__Problem to work on__. Please repeat the lines below, exactly and only, from the one that holds "match packet.kind().and_then(|kind| self.get(kind))" through the one that holds "pub fn translate_all(&self, packets: &[ClientboundPacket])".

__The data__.

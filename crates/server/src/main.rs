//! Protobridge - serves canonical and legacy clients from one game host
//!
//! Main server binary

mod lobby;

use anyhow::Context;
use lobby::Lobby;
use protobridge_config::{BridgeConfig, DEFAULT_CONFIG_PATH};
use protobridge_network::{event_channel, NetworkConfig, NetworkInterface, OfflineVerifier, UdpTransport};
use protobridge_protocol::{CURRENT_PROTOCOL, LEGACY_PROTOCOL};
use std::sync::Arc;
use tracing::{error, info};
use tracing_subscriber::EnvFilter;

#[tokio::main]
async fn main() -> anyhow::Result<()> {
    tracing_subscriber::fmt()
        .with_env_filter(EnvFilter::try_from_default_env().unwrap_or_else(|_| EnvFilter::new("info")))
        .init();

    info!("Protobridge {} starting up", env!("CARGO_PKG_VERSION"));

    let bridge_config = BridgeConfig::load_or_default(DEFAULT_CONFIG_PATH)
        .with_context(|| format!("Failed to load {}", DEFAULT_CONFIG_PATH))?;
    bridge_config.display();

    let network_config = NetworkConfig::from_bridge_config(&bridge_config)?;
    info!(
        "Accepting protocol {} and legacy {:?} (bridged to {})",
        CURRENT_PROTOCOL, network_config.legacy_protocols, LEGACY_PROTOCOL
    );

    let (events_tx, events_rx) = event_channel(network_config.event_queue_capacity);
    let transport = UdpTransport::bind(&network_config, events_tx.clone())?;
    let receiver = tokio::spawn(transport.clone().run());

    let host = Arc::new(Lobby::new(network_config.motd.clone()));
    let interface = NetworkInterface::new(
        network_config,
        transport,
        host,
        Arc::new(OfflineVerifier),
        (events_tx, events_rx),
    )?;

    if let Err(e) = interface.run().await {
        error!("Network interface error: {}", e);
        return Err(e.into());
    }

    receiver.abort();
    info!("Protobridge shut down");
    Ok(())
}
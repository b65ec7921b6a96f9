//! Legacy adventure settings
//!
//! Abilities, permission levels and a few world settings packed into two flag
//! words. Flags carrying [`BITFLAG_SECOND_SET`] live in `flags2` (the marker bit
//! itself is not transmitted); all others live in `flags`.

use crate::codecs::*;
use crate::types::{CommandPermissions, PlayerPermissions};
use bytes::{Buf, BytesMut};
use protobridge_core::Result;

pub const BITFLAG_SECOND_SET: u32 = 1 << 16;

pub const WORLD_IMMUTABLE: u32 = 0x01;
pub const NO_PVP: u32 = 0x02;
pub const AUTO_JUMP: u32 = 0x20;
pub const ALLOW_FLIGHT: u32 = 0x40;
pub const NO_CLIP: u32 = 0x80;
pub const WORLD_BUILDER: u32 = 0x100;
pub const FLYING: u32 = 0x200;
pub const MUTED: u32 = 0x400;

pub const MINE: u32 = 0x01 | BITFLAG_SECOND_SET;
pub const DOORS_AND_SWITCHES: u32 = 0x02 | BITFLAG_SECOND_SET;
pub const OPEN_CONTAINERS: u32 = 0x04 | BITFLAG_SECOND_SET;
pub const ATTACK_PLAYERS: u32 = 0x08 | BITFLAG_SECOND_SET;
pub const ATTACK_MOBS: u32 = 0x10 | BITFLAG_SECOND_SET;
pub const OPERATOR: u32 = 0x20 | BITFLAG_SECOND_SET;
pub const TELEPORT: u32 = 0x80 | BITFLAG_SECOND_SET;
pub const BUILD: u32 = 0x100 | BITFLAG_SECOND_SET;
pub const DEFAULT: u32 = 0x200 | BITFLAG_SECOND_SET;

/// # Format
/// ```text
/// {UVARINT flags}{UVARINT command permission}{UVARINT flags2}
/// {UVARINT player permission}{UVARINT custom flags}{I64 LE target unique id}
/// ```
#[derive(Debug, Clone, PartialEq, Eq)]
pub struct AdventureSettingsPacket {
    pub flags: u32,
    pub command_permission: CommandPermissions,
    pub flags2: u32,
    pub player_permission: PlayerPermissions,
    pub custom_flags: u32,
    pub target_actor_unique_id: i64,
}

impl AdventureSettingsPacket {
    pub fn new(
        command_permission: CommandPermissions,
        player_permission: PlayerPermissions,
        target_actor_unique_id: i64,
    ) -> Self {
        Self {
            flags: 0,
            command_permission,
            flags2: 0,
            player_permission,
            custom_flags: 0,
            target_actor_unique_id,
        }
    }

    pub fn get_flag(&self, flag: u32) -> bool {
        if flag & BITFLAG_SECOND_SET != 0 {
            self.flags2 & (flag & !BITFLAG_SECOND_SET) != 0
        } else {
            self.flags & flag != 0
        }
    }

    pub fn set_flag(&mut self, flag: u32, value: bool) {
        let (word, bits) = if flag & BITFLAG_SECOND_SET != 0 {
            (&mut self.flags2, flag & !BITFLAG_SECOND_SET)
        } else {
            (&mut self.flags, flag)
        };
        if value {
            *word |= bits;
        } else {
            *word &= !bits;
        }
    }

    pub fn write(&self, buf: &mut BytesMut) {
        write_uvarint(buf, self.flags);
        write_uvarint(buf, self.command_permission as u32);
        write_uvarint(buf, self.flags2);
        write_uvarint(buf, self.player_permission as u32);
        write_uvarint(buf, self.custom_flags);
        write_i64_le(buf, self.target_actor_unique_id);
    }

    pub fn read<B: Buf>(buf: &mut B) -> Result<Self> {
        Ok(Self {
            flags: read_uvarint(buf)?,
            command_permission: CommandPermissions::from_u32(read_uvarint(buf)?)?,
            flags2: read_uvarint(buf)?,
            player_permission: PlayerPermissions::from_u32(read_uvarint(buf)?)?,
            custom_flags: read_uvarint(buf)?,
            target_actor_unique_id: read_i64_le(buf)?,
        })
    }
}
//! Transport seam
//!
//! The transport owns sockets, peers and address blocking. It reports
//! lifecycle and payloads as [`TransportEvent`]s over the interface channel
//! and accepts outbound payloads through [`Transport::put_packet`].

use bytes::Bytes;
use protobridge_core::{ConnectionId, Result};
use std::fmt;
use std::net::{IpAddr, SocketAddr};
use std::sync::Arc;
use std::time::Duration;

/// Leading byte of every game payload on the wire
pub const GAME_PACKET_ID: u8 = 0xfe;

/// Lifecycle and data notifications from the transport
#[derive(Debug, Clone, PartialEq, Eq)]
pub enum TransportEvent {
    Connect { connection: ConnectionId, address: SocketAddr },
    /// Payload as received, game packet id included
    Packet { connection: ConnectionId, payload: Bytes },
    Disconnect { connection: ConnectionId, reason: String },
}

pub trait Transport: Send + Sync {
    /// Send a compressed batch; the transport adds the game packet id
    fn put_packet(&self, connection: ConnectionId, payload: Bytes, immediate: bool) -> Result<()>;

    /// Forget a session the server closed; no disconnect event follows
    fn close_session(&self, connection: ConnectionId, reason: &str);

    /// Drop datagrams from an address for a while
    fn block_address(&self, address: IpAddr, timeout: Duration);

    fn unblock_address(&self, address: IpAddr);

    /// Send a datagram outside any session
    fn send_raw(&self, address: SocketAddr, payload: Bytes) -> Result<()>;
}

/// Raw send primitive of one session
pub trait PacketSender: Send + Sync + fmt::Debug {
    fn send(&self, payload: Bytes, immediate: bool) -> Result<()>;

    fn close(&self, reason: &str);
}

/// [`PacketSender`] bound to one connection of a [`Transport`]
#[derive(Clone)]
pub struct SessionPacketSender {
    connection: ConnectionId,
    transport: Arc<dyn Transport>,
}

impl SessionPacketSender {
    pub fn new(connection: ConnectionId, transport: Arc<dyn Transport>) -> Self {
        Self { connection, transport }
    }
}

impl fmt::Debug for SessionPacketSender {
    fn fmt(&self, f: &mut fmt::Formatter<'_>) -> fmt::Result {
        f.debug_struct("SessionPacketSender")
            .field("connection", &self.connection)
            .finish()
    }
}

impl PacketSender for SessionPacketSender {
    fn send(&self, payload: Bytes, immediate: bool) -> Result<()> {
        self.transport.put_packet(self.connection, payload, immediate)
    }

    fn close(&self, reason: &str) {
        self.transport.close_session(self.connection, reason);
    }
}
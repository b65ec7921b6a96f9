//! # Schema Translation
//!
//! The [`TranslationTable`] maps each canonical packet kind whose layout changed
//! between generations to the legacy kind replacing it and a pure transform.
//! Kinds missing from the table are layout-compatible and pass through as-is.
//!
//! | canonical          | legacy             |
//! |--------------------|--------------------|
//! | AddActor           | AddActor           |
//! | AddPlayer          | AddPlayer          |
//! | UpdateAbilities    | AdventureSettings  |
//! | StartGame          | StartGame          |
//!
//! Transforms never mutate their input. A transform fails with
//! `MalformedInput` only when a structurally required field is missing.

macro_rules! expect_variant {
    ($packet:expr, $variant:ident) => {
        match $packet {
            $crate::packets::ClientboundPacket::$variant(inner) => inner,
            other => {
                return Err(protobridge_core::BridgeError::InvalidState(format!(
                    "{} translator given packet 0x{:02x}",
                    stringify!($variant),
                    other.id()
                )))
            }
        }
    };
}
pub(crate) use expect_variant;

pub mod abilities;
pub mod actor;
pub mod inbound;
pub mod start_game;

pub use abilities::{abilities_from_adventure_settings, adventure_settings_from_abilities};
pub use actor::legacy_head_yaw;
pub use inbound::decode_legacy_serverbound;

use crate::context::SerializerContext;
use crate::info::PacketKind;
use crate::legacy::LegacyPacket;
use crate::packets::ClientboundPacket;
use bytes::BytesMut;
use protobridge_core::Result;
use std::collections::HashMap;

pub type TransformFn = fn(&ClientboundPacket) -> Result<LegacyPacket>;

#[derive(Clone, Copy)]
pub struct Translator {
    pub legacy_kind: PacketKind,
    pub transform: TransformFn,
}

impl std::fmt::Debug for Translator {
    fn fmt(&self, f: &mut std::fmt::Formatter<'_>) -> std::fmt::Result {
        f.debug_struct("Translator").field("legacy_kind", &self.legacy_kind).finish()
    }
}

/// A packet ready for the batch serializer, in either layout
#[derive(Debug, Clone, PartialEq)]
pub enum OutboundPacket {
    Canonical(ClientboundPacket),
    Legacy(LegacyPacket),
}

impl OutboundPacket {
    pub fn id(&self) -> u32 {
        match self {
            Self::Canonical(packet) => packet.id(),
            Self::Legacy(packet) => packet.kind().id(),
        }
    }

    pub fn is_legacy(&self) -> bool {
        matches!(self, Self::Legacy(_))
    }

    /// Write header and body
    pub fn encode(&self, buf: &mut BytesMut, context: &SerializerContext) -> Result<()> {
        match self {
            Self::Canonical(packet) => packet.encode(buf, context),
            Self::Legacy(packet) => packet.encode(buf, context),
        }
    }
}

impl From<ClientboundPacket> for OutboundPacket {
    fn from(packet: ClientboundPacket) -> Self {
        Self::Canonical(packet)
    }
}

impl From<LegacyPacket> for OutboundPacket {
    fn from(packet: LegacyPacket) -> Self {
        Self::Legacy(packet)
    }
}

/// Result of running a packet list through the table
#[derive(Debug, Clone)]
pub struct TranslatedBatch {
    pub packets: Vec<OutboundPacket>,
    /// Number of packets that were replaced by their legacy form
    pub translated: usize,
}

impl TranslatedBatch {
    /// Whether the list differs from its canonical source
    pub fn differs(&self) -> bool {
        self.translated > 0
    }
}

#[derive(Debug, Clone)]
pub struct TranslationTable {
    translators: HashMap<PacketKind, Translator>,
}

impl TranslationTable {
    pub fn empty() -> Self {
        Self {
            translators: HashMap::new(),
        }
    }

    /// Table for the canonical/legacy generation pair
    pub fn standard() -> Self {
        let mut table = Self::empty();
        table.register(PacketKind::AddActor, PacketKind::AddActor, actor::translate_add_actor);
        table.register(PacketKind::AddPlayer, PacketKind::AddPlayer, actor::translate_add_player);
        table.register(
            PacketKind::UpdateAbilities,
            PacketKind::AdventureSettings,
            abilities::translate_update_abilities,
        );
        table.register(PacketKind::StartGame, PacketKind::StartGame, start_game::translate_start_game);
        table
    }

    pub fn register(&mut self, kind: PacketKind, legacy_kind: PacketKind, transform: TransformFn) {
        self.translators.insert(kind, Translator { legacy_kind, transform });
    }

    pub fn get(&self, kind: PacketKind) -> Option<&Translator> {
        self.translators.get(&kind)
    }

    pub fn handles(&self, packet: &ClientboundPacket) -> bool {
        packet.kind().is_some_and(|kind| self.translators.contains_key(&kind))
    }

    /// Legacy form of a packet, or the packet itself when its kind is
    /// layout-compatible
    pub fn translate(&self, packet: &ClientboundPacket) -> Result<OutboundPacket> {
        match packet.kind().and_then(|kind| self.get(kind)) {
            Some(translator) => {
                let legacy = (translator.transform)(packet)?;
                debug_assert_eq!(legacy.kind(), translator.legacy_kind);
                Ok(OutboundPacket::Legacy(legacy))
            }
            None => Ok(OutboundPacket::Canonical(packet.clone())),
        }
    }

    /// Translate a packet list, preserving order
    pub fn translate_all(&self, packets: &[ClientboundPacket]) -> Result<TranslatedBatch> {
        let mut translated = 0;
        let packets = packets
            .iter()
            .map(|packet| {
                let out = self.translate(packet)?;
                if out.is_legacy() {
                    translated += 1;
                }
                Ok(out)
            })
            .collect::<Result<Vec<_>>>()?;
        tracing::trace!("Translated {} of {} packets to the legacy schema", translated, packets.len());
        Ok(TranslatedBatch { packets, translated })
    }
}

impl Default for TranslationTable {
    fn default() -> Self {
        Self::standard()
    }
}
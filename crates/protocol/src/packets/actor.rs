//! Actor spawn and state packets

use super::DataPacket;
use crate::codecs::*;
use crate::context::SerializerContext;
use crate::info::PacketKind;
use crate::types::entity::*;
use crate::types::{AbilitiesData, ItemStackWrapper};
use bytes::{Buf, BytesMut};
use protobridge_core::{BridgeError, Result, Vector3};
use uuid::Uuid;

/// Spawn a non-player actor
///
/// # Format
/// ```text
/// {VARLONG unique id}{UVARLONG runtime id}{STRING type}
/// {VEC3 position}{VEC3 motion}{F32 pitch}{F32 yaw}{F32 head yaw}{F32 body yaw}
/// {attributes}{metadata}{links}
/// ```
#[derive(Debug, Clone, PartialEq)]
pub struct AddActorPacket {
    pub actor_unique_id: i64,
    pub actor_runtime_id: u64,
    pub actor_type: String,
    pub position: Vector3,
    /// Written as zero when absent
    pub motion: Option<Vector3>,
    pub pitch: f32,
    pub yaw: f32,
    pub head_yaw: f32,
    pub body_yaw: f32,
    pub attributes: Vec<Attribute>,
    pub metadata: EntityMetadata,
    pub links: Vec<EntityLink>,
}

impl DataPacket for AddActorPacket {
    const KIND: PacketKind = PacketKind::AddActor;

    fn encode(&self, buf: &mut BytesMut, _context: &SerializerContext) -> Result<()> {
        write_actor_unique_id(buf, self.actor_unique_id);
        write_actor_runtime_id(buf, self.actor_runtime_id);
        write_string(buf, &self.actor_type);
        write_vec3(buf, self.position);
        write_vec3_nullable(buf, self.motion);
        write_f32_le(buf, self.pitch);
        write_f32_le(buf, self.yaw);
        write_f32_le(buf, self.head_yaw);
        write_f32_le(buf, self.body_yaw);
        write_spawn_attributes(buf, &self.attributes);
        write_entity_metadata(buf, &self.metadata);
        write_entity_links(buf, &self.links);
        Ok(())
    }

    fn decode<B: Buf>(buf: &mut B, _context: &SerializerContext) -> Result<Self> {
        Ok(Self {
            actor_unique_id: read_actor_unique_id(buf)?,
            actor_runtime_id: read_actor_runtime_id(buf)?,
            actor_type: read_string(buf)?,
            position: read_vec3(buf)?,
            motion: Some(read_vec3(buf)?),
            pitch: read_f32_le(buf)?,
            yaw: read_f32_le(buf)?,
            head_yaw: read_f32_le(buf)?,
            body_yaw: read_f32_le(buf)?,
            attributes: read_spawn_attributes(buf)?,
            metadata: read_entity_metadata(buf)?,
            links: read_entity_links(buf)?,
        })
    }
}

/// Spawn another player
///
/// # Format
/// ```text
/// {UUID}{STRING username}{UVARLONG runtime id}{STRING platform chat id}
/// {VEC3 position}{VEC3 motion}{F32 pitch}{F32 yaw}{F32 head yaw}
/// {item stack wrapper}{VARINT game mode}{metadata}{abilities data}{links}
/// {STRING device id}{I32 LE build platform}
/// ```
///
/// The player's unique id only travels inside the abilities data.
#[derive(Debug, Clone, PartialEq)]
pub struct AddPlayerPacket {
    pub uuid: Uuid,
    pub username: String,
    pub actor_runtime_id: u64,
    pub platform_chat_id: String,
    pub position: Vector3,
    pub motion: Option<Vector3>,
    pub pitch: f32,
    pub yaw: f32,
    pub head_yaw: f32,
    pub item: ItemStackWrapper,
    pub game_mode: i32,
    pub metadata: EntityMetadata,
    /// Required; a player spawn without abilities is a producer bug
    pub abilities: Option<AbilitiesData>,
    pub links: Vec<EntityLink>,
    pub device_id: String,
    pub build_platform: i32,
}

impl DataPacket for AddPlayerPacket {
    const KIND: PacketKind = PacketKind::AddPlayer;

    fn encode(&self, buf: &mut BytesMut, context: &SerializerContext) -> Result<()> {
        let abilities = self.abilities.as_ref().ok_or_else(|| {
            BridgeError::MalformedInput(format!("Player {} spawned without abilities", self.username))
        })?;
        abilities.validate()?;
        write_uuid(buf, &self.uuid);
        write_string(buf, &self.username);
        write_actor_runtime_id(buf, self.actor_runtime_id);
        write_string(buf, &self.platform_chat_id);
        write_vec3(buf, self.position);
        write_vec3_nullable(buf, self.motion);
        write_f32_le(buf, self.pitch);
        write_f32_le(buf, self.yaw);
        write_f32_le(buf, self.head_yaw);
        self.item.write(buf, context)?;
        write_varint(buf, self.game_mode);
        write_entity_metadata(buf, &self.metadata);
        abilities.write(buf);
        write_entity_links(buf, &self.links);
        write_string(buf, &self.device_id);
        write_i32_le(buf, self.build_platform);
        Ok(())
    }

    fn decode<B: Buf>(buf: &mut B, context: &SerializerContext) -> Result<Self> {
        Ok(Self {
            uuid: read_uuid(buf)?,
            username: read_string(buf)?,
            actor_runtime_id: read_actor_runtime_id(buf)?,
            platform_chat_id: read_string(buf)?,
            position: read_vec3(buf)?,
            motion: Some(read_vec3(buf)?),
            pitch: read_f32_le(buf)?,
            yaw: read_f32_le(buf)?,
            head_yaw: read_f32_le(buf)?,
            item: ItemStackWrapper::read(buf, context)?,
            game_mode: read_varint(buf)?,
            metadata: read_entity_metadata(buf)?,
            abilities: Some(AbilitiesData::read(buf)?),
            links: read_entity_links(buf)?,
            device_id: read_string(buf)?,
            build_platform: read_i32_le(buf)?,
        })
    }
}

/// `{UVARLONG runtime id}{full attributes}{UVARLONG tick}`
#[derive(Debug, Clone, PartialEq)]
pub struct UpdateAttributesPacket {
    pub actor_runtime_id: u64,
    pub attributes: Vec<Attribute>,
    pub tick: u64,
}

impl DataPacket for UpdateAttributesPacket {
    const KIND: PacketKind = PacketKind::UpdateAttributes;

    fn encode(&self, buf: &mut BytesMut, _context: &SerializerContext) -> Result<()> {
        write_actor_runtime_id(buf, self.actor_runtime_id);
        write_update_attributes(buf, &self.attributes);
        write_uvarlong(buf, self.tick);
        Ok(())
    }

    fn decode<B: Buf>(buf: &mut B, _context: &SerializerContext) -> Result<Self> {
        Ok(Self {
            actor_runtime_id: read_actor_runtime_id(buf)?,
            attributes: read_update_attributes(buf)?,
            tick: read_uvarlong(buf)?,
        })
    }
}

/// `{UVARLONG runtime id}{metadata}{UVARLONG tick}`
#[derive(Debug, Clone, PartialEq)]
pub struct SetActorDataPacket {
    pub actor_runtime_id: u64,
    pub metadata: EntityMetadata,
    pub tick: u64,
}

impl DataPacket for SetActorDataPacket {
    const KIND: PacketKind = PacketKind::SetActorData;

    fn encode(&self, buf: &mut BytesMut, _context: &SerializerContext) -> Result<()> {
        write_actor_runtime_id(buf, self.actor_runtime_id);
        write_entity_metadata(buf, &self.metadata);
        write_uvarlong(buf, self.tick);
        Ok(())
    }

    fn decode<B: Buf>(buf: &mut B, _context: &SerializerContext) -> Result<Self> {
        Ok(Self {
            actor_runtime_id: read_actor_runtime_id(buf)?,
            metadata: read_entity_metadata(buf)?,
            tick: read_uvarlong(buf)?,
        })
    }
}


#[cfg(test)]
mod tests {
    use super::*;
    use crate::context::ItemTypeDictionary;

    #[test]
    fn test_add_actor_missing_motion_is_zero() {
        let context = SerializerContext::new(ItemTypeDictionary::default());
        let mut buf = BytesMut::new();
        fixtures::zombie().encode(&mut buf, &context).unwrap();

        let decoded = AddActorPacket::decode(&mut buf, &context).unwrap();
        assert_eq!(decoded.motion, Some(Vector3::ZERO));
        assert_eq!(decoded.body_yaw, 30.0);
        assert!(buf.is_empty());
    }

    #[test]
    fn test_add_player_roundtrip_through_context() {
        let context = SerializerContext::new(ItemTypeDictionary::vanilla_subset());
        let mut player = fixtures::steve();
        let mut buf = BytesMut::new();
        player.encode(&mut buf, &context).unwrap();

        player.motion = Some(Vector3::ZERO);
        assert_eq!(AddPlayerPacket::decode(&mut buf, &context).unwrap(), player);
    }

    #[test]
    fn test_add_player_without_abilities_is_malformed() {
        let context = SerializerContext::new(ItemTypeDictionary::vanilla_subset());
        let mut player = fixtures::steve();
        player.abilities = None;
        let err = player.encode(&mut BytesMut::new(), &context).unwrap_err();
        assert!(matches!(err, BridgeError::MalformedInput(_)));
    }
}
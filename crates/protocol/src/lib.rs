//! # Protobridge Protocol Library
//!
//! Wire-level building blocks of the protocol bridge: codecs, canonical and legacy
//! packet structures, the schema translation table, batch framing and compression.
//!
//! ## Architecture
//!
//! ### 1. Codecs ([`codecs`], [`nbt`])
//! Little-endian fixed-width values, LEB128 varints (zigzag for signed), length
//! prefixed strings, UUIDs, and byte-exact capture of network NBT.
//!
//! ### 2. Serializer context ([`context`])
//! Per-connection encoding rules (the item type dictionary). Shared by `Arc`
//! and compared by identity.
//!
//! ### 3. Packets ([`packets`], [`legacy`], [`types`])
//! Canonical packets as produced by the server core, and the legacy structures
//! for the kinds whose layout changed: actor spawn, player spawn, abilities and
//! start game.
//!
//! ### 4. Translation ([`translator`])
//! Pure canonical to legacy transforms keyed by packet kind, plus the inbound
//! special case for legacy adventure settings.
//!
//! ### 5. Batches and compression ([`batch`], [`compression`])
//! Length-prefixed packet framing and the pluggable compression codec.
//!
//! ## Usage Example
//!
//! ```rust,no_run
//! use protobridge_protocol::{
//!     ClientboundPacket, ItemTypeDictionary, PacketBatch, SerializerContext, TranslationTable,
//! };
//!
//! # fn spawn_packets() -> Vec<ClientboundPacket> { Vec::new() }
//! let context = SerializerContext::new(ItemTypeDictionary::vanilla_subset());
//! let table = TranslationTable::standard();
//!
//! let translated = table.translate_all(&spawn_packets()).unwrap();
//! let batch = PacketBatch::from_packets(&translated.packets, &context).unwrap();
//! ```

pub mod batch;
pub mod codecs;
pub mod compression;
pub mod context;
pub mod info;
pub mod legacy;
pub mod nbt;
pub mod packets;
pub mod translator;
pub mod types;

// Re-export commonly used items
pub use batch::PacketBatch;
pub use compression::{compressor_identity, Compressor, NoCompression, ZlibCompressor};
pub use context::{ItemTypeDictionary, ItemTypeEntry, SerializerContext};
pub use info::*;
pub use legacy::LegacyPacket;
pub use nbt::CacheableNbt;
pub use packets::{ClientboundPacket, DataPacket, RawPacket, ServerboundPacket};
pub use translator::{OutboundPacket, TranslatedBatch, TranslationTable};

__Written response__.
        match packet.kind().and_then(|kind| self.get(kind)) {
            Some(translator) => {
                let legacy = (translator.transform)(packet)?;
                debug_assert_eq!(legacy.kind(), translator.legacy_kind);
                Ok(OutboundPacket::Legacy(legacy))
            }
            None => Ok(OutboundPacket::Canonical(packet.clone())),
        }
    }

    /// Translate a packet list, preserving order
    pub fn translate_all(&self, packets: &[ClientboundPacket]) -> Result<TranslatedBatch> {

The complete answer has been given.